In the 17th century conceptualism gained favour for some decades especially among the Jesuits: Pedro Hurtado de Mendoza, Rodrigo de Arriaga and Francisco Oviedo are the main figures. [7] Although the order soon returned to the more realist philosophy of Francisco Suárez, the ideas of these Jesuits had a great impact on the early modern philosophy.

Modern philosophy

Conceptualism was either explicitly or implicitly embraced by most of the early modern thinkers, including René Descartes, John Locke, Baruch Spinoza, Gottfried Wilhelm Leibniz, George Berkeley, and David Hume – often in a quite simplified form if compared with the elaborate scholastic theories. [8] [9]

Sometimes the term is applied even to the radically different philosophy of Immanuel Kant, who holds that universals have no connection with things as they are in themselves because they (universals) are exclusively produced by our a priori mental structures and functions, even though the categories have an objective validity for objects of experience (that is, phenomena). [10] [11]

In late modern philosophy, conceptualist views were held by G. W. F. Hegel. [12]

Contemporary philosophy

In contemporary times, Edmund Husserl's philosophy of mathematics has been construed as a form of conceptualism. [13] In the context of the arts see: Conceptualisms in Christoph Metzger, Conceputalisms in Musik, Kunst und Film, im Auftrag der Akademie der Künste, Berlin, 2003

Conceptualist realism (a view put forward by David Wiggins in 1980) states that our conceptual framework maps reality. [14]

Though separate from the historical debate regarding the status of universals, there has been significant debate regarding the conceptual character of experience since the release of Mind and World by John McDowell in 1994. [15] McDowell's touchstone is the famous refutation that Wilfrid Sellars provided for what he called the "Myth of the Given"—the notion that all empirical knowledge is based on certain assumed or 'given' items, such as sense data. [16] Thus, in rejecting the Myth of the Given, McDowell argues for perceptual conceptualism, according to which perceptual content is conceptual "from the ground up", that is, all perceptual experience is a form of conceptual experience. McDowell's philosophy of justification is considered a form of foundationalism: it is a form of foundationalism because it allows that certain judgements are warranted by experience and it is a coherent form of this view because it maintains that experience can warrant certain judgements because experience is irreducibly conceptual. [17] [18]

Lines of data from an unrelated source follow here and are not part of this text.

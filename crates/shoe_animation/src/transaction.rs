//! Transactions
//!
//! A transaction freezes time: every presentation computed inside it sees the
//! same `now`, and animations submitted inside it share the same start time.
//! Transactions nest, and a nested transaction inherits its parent's time.
//!
//! Writes made outside any explicit transaction get an implicit root
//! transaction that the scheduler commits at the end of the next tick.

/// One frozen timing scope
#[derive(Clone, Copy, Debug, PartialEq)]
pub struct Transaction {
    /// Frozen time in seconds
    pub time: f64,
    /// Property writes inside this scope apply without animating
    pub disable_animation: bool,
    /// Popped by the scheduler at the end of a tick
    pub automatically_commit: bool,
}

/// Stack of open transactions
#[derive(Debug, Default)]
pub(crate) struct TransactionStack {
    stack: Vec<Transaction>,
}

impl TransactionStack {
    /// Push a new transaction; `now` is only read for a root transaction
    pub(crate) fn push(
        &mut self,
        now: impl FnOnce() -> f64,
        automatically_commit: bool,
    ) -> Transaction {
        let time = match self.stack.last() {
            Some(parent) => parent.time,
            None => now(),
        };
        let transaction = Transaction {
            time,
            disable_animation: false,
            automatically_commit,
        };
        self.stack.push(transaction);
        transaction
    }

    pub(crate) fn pop(&mut self) -> Option<Transaction> {
        self.stack.pop()
    }

    /// Top of the stack, opening an auto-committing root if empty
    pub(crate) fn current(&mut self, now: impl FnOnce() -> f64) -> &mut Transaction {
        if self.stack.is_empty() {
            self.push(now, true);
        }
        let last = self.stack.len() - 1;
        &mut self.stack[last]
    }

    pub(crate) fn top(&self) -> Option<&Transaction> {
        self.stack.last()
    }

    pub(crate) fn depth(&self) -> usize {
        self.stack.len()
    }
}
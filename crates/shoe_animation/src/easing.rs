//! Easing curves
//!
//! Only two curves are built in. Anything else is injected as a function.

use std::f64::consts::PI;
use std::fmt;
use std::rc::Rc;

/// An easing function mapping progress in `[0, 1]` to eased progress
pub type EasingFn = Rc<dyn Fn(f64) -> f64>;

/// Easing applied to an animation's iteration progress
#[derive(Clone, Default)]
pub enum Easing {
    /// Identity
    Linear,
    /// `0.5 - cos(progress * PI) / 2`
    #[default]
    EaseInOut,
    /// Consumer-supplied curve
    Custom(EasingFn),
}

impl Easing {
    pub fn custom<F>(f: F) -> Self
    where
        F: Fn(f64) -> f64 + 'static,
    {
        Easing::Custom(Rc::new(f))
    }

    /// Apply the curve to `progress`
    ///
    /// The edges are fixed: progress at or below 0 yields 0 and progress at or
    /// above 1 yields 1 regardless of the curve.
    pub fn apply(&self, progress: f64) -> f64 {
        if progress <= 0.0 {
            return 0.0;
        }
        if progress >= 1.0 {
            return 1.0;
        }
        match self {
            Easing::Linear => progress,
            Easing::EaseInOut => 0.5 - (progress * PI).cos() / 2.0,
            Easing::Custom(f) => f(progress),
        }
    }
}

impl fmt::Debug for Easing {
    fn fmt(&self, f: &mut fmt::Formatter<'_>) -> fmt::Result {
        match self {
            Easing::Linear => f.write_str("Linear"),
            Easing::EaseInOut => f.write_str("EaseInOut"),
            Easing::Custom(_) => f.write_str("Custom(<fn>)"),
        }
    }
}

#[cfg(test)]
mod tests {
    use super::*;

    #[test]
    fn test_linear() {
        assert_eq!(Easing::Linear.apply(0.3), 0.3);
    }

    #[test]
    fn test_ease_in_out() {
        let easing = Easing::default();
        assert!((easing.apply(0.5) - 0.5).abs() < 1e-12);
        assert!(easing.apply(0.25) < 0.25);
        assert!(easing.apply(0.75) > 0.75);
    }

    #[test]
    fn test_edges_bypass_curve() {
        let overshoot = Easing::custom(|t| t * 1.5);
        assert_eq!(overshoot.apply(0.0), 0.0);
        assert_eq!(overshoot.apply(1.0), 1.0);
        assert_eq!(overshoot.apply(2.0), 1.0);
        assert!((overshoot.apply(0.5) - 0.75).abs() < 1e-12);
    }
}
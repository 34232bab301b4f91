//! Shoe error types

use thiserror::Error;

/// Errors raised by the value algebra and the animation engine.
///
/// Every variant except [`ShoeError::Render`] is a contract violation by the
/// calling code. The engine never recovers from these internally; they are
/// returned to whoever triggered the operation.
#[derive(Error, Debug)]
pub enum ShoeError {
    /// A value type was asked for an operation it does not implement
    #[error("value type must implement {method}")]
    NotImplemented { method: &'static str },

    /// A value type received a value of the wrong shape
    #[error("{operation}: expected {expected} value, found {found}")]
    TypeMismatch {
        operation: &'static str,
        expected: &'static str,
        found: &'static str,
    },

    /// An array value does not match its value type's fixed length
    #[error("array value has {found} elements, value type requires exactly {expected}")]
    LengthMismatch { expected: usize, found: usize },

    /// The property was never registered as animatable on this layer
    #[error("unknown animatable property: {0}")]
    UnknownProperty(String),

    /// The property is already registered and its accessor is locked
    #[error("animatable property already registered: {0}")]
    AlreadyRegistered(String),

    /// An animation was submitted without a required field
    #[error("animation is missing `{field}`")]
    IncompleteAnimation { field: &'static str },

    /// An animation tried to finish a second time
    #[error("animation for `{property}` cannot finish twice")]
    FinishedTwice { property: String },

    /// A consumer render hook failed
    #[error("render hook failed: {0}")]
    Render(#[from] anyhow::Error),
}

/// Result type for Shoe operations
pub type Result<T> = std::result::Result<T, ShoeError>;
//! Shoe Core
//!
//! Foundational types for the Shoe animation engine:
//!
//! - **Values**: the animatable datum ([`Value`]) and its discrete set elements
//! - **Value Types**: the algebra (`zero`, `add`, `subtract`, `interpolate`)
//!   the compositor uses to blend animations ([`ValueType`])
//! - **Custom Types**: plug-in algebras through the [`Animatable`] trait
//! - **Errors**: the shared [`ShoeError`] taxonomy
//!
//! # Example
//!
//! ```rust
//! use shoe_core::{Value, ValueType};
//!
//! let position = ValueType::array(ValueType::Number, 2);
//! let from = Value::from(vec![0.0, 0.0]);
//! let to = Value::from(vec![100.0, 50.0]);
//!
//! let halfway = position.interpolate(&from, &to, 0.5).unwrap();
//! assert_eq!(halfway, Value::from(vec![50.0, 25.0]));
//! ```

pub mod error;
pub mod value;

pub use error::{Result, ShoeError};
pub use value::{Animatable, Discrete, SetComparator, SetOrder, Value, ValueType};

A clear motivation of contemporary conceptualism is that the kind of perception that rational creatures like humans enjoy is unique in the fact that it has conceptual character. McDowell explains his position:

I have urged that our perceptual relation to the world is conceptual all the way out to the world’s impacts on our receptive capacities. The idea of the conceptual that I mean to be invoking is to be understood in close connection with the idea of rationality, in the sense that is in play in the traditional separation of mature human beings, as rational animals, from the rest of the animal kingdom. Conceptual capacities are capacities that belong to their subject’s rationality. So another way of putting my claim is to say that our perceptual experience is permeated with rationality. I have also suggested, in passing, that something parallel should be said about our agency. [19]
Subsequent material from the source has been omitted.